• _TRY IT_
When you spot the word "push" in a line of the data below, copy that line.

• _DATA FOR THIS EXERCISE_
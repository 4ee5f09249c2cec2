use std::{cell::RefCell, rc::Rc, str::FromStr};

use anyhow::Result;
use tokio::io::{self, AsyncBufReadExt, AsyncWriteExt, BufReader};

use happy_core::{
    entities::OrphanageId,
    gateways::{Navigator, OrphanageGateway},
    navigation::Destination,
    FetchOutcome, MapScreen, MapView,
};

const HELP: &str = "\
Commands:
  refresh     fetch the orphanages again
  open <id>   press the callout of an orphanage
  create      press the create button
  help        show this help
  quit        leave";

/// Prints the requested destinations since there are
/// no other screens in the terminal.
#[derive(Debug, Default)]
pub struct ConsoleNavigator {
    last: RefCell<Option<Destination>>,
}

impl ConsoleNavigator {
    pub fn take_last(&self) -> Option<Destination> {
        self.last.borrow_mut().take()
    }
}

impl Navigator for ConsoleNavigator {
    fn navigate(&self, destination: Destination) {
        *self.last.borrow_mut() = Some(destination);
    }
}

#[derive(Debug, Clone, Copy, PartialEq, Eq)]
pub enum Command {
    Refresh,
    Open(OrphanageId),
    Create,
    Help,
    Quit,
}

impl FromStr for Command {
    type Err = String;
    fn from_str(s: &str) -> Result<Self, Self::Err> {
        let mut words = s.split_whitespace();
        let cmd = match (words.next(), words.next()) {
            (Some("refresh" | "r"), None) => Self::Refresh,
            (Some("open" | "o"), Some(id)) => {
                let id = id.parse().map_err(|_| format!("Invalid orphanage id: {id}"))?;
                Self::Open(id)
            }
            (Some("create" | "c"), None) => Self::Create,
            (Some("help" | "h" | "?"), None) => Self::Help,
            (Some("quit" | "q" | "exit"), None) => Self::Quit,
            _ => return Err(format!("Unknown command: {}", s.trim())),
        };
        if words.next().is_some() {
            return Err(format!("Unknown command: {}", s.trim()));
        }
        Ok(cmd)
    }
}

#[must_use]
pub fn render(view: &MapView) -> String {
    let MapView {
        region,
        markers,
        footer,
        error,
        loading,
    } = view;
    let mut lines = vec![format!(
        "Map around {} ({}° x {}°)",
        region.center, region.lat_delta, region.lng_delta
    )];
    lines.extend(markers.iter().map(|marker| {
        let hint = if region.contains(&marker.position) {
            ""
        } else {
            " (outside of the initial view)"
        };
        format!(
            "  [{}] {} at {}{hint}",
            marker.key, marker.callout.text, marker.position
        )
    }));
    if *loading {
        lines.push("  loading ...".to_string());
    }
    if let Some(error) = error {
        lines.push(format!("! {error}"));
    }
    lines.push(format!("{}  [+]", footer.label));
    lines.join("\n")
}

/// Fetch the orphanages once and print the map.
pub async fn show<G>(screen: &MapScreen<G, Rc<ConsoleNavigator>>) -> Result<()>
where
    G: OrphanageGateway,
{
    screen.mount();
    let outcome = screen.focus().await;
    println!("{}", render(&screen.render()));
    screen.unmount();
    if let FetchOutcome::Failed(err) = outcome {
        return Err(err.into());
    }
    Ok(())
}

/// Interactive session on stdin.
///
/// Leaving the map for another screen blurs it and coming
/// back focuses it again, just like in the app.
pub async fn browse<G>(
    screen: &MapScreen<G, Rc<ConsoleNavigator>>,
    navigator: &ConsoleNavigator,
) -> Result<()>
where
    G: OrphanageGateway,
{
    screen.mount();
    screen.focus().await;
    println!("{}", render(&screen.render()));
    println!("Type `help` for a list of commands.");

    let mut lines = BufReader::new(io::stdin()).lines();
    let mut stdout = io::stdout();
    loop {
        stdout.write_all(b"> ").await?;
        stdout.flush().await?;
        let Some(line) = lines.next_line().await? else {
            break;
        };
        if line.trim().is_empty() {
            continue;
        }
        let cmd = match line.parse::<Command>() {
            Ok(cmd) => cmd,
            Err(err) => {
                println!("{err}");
                continue;
            }
        };
        match cmd {
            Command::Refresh => {
                screen.focus().await;
            }
            Command::Open(id) => {
                let view = screen.render();
                let Some(marker) = view.markers.iter().find(|m| m.key == id) else {
                    println!("There is no orphanage with id {id} on the map");
                    continue;
                };
                screen.press(marker.callout.on_press);
                leave_and_return(screen, navigator).await;
            }
            Command::Create => {
                screen.press(screen.render().footer.on_create);
                leave_and_return(screen, navigator).await;
            }
            Command::Help => {
                println!("{HELP}");
                continue;
            }
            Command::Quit => break,
        }
        println!("{}", render(&screen.render()));
    }
    screen.unmount();
    Ok(())
}

async fn leave_and_return<G>(
    screen: &MapScreen<G, Rc<ConsoleNavigator>>,
    navigator: &ConsoleNavigator,
) where
    G: OrphanageGateway,
{
    let Some(destination) = navigator.take_last() else {
        return;
    };
    screen.blur();
    println!("-> {destination} (not available in the terminal, going back)");
    screen.focus().await;
}

#[cfg(test)]
mod tests {
    use super::*;
    use happy_core::{
        entities::{MapPoint, MapRegion},
        CalloutView, FooterView, MarkerView, CALLOUT_ANCHOR, INITIAL_REGION, MARKER_ICON,
    };

    fn marker(id: i64, name: &str, lat: f64, lng: f64) -> MarkerView {
        MarkerView {
            key: id.into(),
            position: MapPoint::from_lat_lng_deg_unchecked(lat, lng),
            icon: MARKER_ICON,
            callout_anchor: CALLOUT_ANCHOR,
            callout: CalloutView {
                text: name.into(),
                on_press: Destination::OrphanageDetails { id: id.into() },
            },
        }
    }

    fn view(markers: Vec<MarkerView>, error: Option<String>) -> MapView {
        let count = markers.len();
        MapView {
            region: MapRegion {
                center: MapPoint::from_lat_lng_deg_unchecked(-23.94, -46.37),
                ..INITIAL_REGION
            },
            markers,
            footer: FooterView {
                count,
                label: happy_core::footer_label(count),
                on_create: Destination::SelectMapPosition,
            },
            error,
            loading: false,
        }
    }

    #[test]
    fn render_single_orphanage() {
        let out = render(&view(vec![marker(1, "Lar Feliz", -23.94, -46.37)], None));
        assert_eq!(
            "Map around (-23.94, -46.37) (0.008° x 0.008°)\n  [1] Lar Feliz at (-23.94, -46.37)\n1 orfanatos encontrados!  [+]",
            out
        );
    }

    #[test]
    fn render_empty_map() {
        let out = render(&view(vec![], None));
        assert!(out.ends_with("\n0 orfanatos encontrados!  [+]"));
    }

    #[test]
    fn render_error_and_far_away_markers() {
        let out = render(&view(
            vec![marker(2, "Casa Azul", -3.73, -38.52)],
            Some("Unable to fetch orphanages: offline".into()),
        ));
        assert!(out.contains("[2] Casa Azul at (-3.73, -38.52) (outside of the initial view)"));
        assert!(out.contains("! Unable to fetch orphanages: offline"));
    }

    #[test]
    fn parse_commands() {
        assert_eq!(Ok(Command::Refresh), "refresh".parse());
        assert_eq!(Ok(Command::Open(3.into())), " open 3 ".parse());
        assert_eq!(Ok(Command::Create), "c".parse());
        assert_eq!(Ok(Command::Help), "?".parse());
        assert_eq!(Ok(Command::Quit), "quit".parse());
        assert!("open".parse::<Command>().is_err());
        assert!("open x".parse::<Command>().is_err());
        assert!("create 1".parse::<Command>().is_err());
        assert!("dance".parse::<Command>().is_err());
    }

    #[test]
    fn remember_last_destination() {
        let navigator = ConsoleNavigator::default();
        navigator.navigate(Destination::SelectMapPosition);
        assert_eq!(Some(Destination::SelectMapPosition), navigator.take_last());
        assert_eq!(None, navigator.take_last());
    }
}
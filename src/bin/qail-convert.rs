//! qail-convert — SQL value conversion from the command line
//!
//! # Usage
//!
//! ```bash
//! # Host value (JSON) to SQL literal
//! qail-convert to-sql '["a","b,c",null]' --type 'text[]'
//!
//! # SQL literal to host value
//! qail-convert from-sql '2020-11-27 13:42:34.901965+00' --type timestamptz --timezone Europe/Paris
//!
//! # Guess a SQL type
//! qail-convert guess '1.5'
//!
//! # Run a query and hydrate the result
//! qail-convert query 'SELECT $1::text AS d' --bind '"P1D"' --types d=interval
//! ```

use anyhow::{Context, Result};
use clap::{Parser, Subcommand, ValueEnum};
use colored::*;
use qail_convert::prelude::*;
use std::path::PathBuf;
use tracing_subscriber::EnvFilter;

#[derive(Parser)]
#[command(name = "qail-convert")]
#[command(author = "QAIL Contributors")]
#[command(version = "0.1.0")]
#[command(about = "🪝 SQL ⇄ value conversion for QAIL", long_about = None)]
#[command(after_help = "EXAMPLES:
    qail-convert to-sql '{\"a\":1}' --type jsonb
    qail-convert from-sql '{1,2,NULL}' --type _int4
    qail-convert from-sql '1 year 2 days 00:01:00' --type interval
    qail-convert guess '[true,false]'")]
struct Cli {
    /// Client time zone (IANA name)
    #[arg(long, global = true)]
    timezone: Option<String>,

    /// Client encoding
    #[arg(long, global = true)]
    encoding: Option<String>,

    /// Driver quirks to apply (default, mysql, pgsql)
    #[arg(long, global = true)]
    driver: Option<Driver>,

    /// Cast unconvertible values to text instead of failing
    #[arg(long, global = true)]
    string_cast: bool,

    /// Path to qail.toml (defaults to ./qail.toml, then the user config dir)
    #[arg(long, global = true)]
    config: Option<PathBuf>,

    /// Output format
    #[arg(short, long, value_enum, default_value = "table", global = true)]
    format: OutputFormat,

    /// Verbose output
    #[arg(short, long, global = true)]
    verbose: bool,

    #[command(subcommand)]
    command: Commands,
}

#[derive(Clone, Copy, ValueEnum)]
enum OutputFormat {
    Table,
    Json,
}

#[derive(Subcommand)]
enum Commands {
    /// Convert a host value (JSON) to a SQL literal
    ToSql {
        /// The value, as JSON; anything that is not JSON is taken as a string
        value: String,

        /// Target SQL type
        #[arg(short = 't', long = "type", default_value = TYPE_UNKNOWN)]
        sql_type: String,
    },
    /// Convert a SQL literal to a host value
    FromSql {
        /// The SQL literal
        literal: String,

        /// Source SQL type
        #[arg(short = 't', long = "type")]
        sql_type: String,

        /// Treat the literal as SQL NULL
        #[arg(long)]
        null: bool,
    },
    /// Guess the SQL type of a host value (JSON)
    Guess {
        value: String,
    },
    /// Run a SQL query and print hydrated rows
    Query {
        sql: String,

        /// Parameter bindings ($1, $2, etc.), as JSON
        #[arg(short, long)]
        bind: Vec<String>,

        /// Declared column types, as column=type
        #[arg(long = "types", value_parser = parse_column_type)]
        types: Vec<(String, String)>,

        /// Database connection URL
        #[arg(long, env = "QAIL_DATABASE_URL")]
        database_url: Option<String>,
    },
}

fn parse_column_type(s: &str) -> Result<(String, String), String> {
    s.split_once('=')
        .map(|(column, sql_type)| (column.trim().to_string(), sql_type.trim().to_string()))
        .ok_or_else(|| format!("expected column=type, got '{}'", s))
}

#[tokio::main]
async fn main() {
    let cli = Cli::parse();
    init_tracing(cli.verbose);

    if let Err(e) = run(&cli).await {
        eprintln!("{} {:#}", "Error:".red().bold(), e);
        std::process::exit(1);
    }
}

fn init_tracing(verbose: bool) {
    let default = if verbose { "qail_convert=debug" } else { "warn" };
    let filter = EnvFilter::try_from_default_env().unwrap_or_else(|_| EnvFilter::new(default));
    tracing_subscriber::fmt()
        .with_env_filter(filter)
        .with_writer(std::io::stderr)
        .init();
}

fn load_config(cli: &Cli) -> Result<ConverterConfig> {
    let base = match &cli.config {
        Some(path) => ConverterConfig::load(path)?,
        None => ConverterConfig::discover()?,
    };

    let mut builder = qail_convert::config::ConverterConfigBuilder::from_config(base);
    if let Some(timezone) = &cli.timezone {
        builder = builder.timezone(timezone);
    }
    if let Some(encoding) = &cli.encoding {
        builder = builder.encoding(encoding);
    }
    if let Some(driver) = cli.driver {
        builder = builder.driver(driver);
    }
    if cli.string_cast {
        builder = builder.fallback(FallbackMode::StringCast);
    }
    Ok(builder.build())
}

/// JSON if it parses, a plain string otherwise.
fn parse_value(input: &str) -> Value {
    serde_json::from_str::<serde_json::Value>(input)
        .map(Value::from_json)
        .unwrap_or_else(|_| Value::String(input.to_string()))
}

async fn run(cli: &Cli) -> Result<()> {
    let config = load_config(cli)?;
    if cli.verbose {
        println!(
            "{} {} {} {}",
            "Session:".dimmed(),
            config.client_timezone.cyan(),
            config.client_encoding.cyan(),
            format!("{:?}", config.driver).cyan()
        );
    }

    match &cli.command {
        Commands::ToSql { value, sql_type } => {
            let converter = config.build_converter();
            let ctx = ConverterContext::from_config(converter.as_ref(), &config)?;
            let literal = to_sql(converter.as_ref(), &ctx, &parse_value(value), sql_type)?;
            print_literal(literal.as_deref(), cli.format);
        }
        Commands::FromSql {
            literal,
            sql_type,
            null,
        } => {
            let converter = config.build_converter();
            let ctx = ConverterContext::from_config(converter.as_ref(), &config)?;
            let raw = if *null {
                RawValue::Null
            } else {
                RawValue::Text(literal)
            };
            let value = converter.from_sql(sql_type, raw, None, &ctx)?;
            print_value(&value, cli.format);
        }
        Commands::Guess { value } => {
            let converter = config.build_converter();
            let ctx = ConverterContext::from_config(converter.as_ref(), &config)?;
            let guess = converter.guess_type(&parse_value(value), &ctx);
            match cli.format {
                OutputFormat::Json => println!("{}", serde_json::json!({ "type": guess })),
                OutputFormat::Table => println!("{}", guess.green()),
            }
        }
        Commands::Query {
            sql,
            bind,
            types,
            database_url,
        } => {
            let url = database_url
                .clone()
                .or_else(|| config.database_url.clone())
                .context("No database URL. Use --database-url, set QAIL_DATABASE_URL or add [postgres] url to qail.toml")?;
            if cli.verbose {
                println!("{} {}", "Connecting to:".dimmed(), url);
            }

            let runner = Runner::connect(&url, config).await?;
            let mut query = runner.query(sql);
            for binding in bind {
                query = query.bind(parse_value(binding));
            }
            for (column, sql_type) in types {
                query = query.types(column, sql_type);
            }

            let rows = query.fetch_all().await?;
            format_rows(&rows, cli.format);
        }
    }

    Ok(())
}

/// Convert, reading string input as a literal of the target type when the
/// type has no string host form (dates, intervals, arrays).
fn to_sql(
    converter: &dyn Converter,
    ctx: &ConverterContext<'_>,
    value: &Value,
    sql_type: &str,
) -> Result<Option<String>> {
    match (converter.to_sql(value, sql_type, None, ctx), value) {
        (Err(ConvertError::UnsupportedHostType { .. }), Value::String(text)) => {
            let typed = converter.from_sql(sql_type, RawValue::Text(text), None, ctx)?;
            Ok(converter.to_sql(&typed, sql_type, None, ctx)?)
        }
        (result, _) => Ok(result?),
    }
}

fn print_literal(literal: Option<&str>, format: OutputFormat) {
    match (format, literal) {
        (OutputFormat::Json, _) => println!("{}", serde_json::json!(literal)),
        (OutputFormat::Table, Some(text)) => println!("{}", text.white()),
        (OutputFormat::Table, None) => println!("{}", "NULL".dimmed()),
    }
}

fn print_value(value: &Value, format: OutputFormat) {
    match format {
        OutputFormat::Json => {
            println!("{}", serde_json::to_string_pretty(&value.to_json()).unwrap_or_default());
        }
        OutputFormat::Table => {
            println!("{} {}", format!("({})", value.host_type()).dimmed(), cell(value).white());
        }
    }
}

fn format_rows(rows: &[Record], format: OutputFormat) {
    if rows.is_empty() {
        println!("{}", "(no results)".dimmed());
        return;
    }

    match format {
        OutputFormat::Json => {
            let json: Vec<serde_json::Value> = rows
                .iter()
                .map(|row| {
                    serde_json::Value::Object(
                        row.iter().map(|(k, v)| (k.clone(), v.to_json())).collect(),
                    )
                })
                .collect();
            println!("{}", serde_json::to_string_pretty(&json).unwrap_or_default());
        }
        OutputFormat::Table => {
            let mut columns: Vec<&String> = rows[0].keys().collect();
            columns.sort();

            let widths: Vec<usize> = columns
                .iter()
                .map(|c| {
                    rows.iter()
                        .filter_map(|row| row.get(*c))
                        .map(|v| cell(v).chars().count())
                        .fold(c.chars().count(), usize::max)
                })
                .collect();

            let header: Vec<String> = columns
                .iter()
                .zip(&widths)
                .map(|(c, w)| format!("{:width$}", c, width = w))
                .collect();
            println!("{}", header.join(" │ ").white().bold());

            let sep: Vec<String> = widths.iter().map(|w| "─".repeat(*w)).collect();
            println!("{}", sep.join("─┼─").dimmed());

            for row in rows {
                let cells: Vec<String> = columns
                    .iter()
                    .zip(&widths)
                    .map(|(c, w)| {
                        let val = row.get(*c).map(cell).unwrap_or_default();
                        format!("{:width$}", val, width = w)
                    })
                    .collect();
                println!("{}", cells.join(" │ "));
            }

            println!();
            println!("{} row(s) returned", rows.len().to_string().cyan());
        }
    }
}

fn cell(value: &Value) -> String {
    match value {
        Value::DateTime(dt) => dt.format("%Y-%m-%d %H:%M:%S%.f%:z").to_string(),
        Value::Date(d) => d.to_string(),
        Value::Time(t) => t.to_string(),
        Value::Interval(i) => i.to_iso8601(),
        other => other.to_string(),
    }
}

• _SOLUTION BELOW_
        lines.push("  loading ...".to_string());
        lines.push(format!("! {error}"));
    lines.push(format!("{}  [+]", footer.label));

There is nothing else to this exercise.